### DATASET CONTENT
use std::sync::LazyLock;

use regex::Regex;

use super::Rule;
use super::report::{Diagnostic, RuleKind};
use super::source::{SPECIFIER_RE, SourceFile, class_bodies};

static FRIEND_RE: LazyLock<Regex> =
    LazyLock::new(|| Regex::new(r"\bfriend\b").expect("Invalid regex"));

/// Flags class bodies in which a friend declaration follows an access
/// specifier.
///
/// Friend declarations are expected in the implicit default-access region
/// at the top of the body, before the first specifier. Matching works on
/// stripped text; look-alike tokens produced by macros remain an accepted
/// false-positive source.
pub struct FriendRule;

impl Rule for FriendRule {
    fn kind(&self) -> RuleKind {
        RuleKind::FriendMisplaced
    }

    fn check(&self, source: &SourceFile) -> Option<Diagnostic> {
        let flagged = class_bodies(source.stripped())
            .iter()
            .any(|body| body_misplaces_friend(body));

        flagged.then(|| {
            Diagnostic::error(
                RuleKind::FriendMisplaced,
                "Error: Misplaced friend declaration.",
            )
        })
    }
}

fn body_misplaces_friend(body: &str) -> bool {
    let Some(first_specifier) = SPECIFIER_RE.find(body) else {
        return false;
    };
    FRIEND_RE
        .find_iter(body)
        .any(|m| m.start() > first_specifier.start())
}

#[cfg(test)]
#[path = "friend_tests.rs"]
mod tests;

* * *

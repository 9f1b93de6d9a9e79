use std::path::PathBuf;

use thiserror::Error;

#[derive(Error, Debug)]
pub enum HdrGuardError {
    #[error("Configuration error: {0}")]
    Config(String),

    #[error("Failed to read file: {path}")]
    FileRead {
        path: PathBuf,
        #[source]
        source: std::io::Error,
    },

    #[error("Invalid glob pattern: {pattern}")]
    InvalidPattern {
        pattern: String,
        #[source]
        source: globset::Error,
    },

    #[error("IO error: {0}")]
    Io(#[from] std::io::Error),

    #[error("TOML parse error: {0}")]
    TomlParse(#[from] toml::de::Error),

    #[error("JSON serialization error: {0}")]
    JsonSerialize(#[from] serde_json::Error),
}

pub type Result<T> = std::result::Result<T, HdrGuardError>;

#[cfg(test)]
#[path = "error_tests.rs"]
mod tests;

### WHAT THIS TASK INVOLVES
Say how many lines in the entries above contain the string "FriendRule". Give the number by itself.

### RESPONSE BELOW
2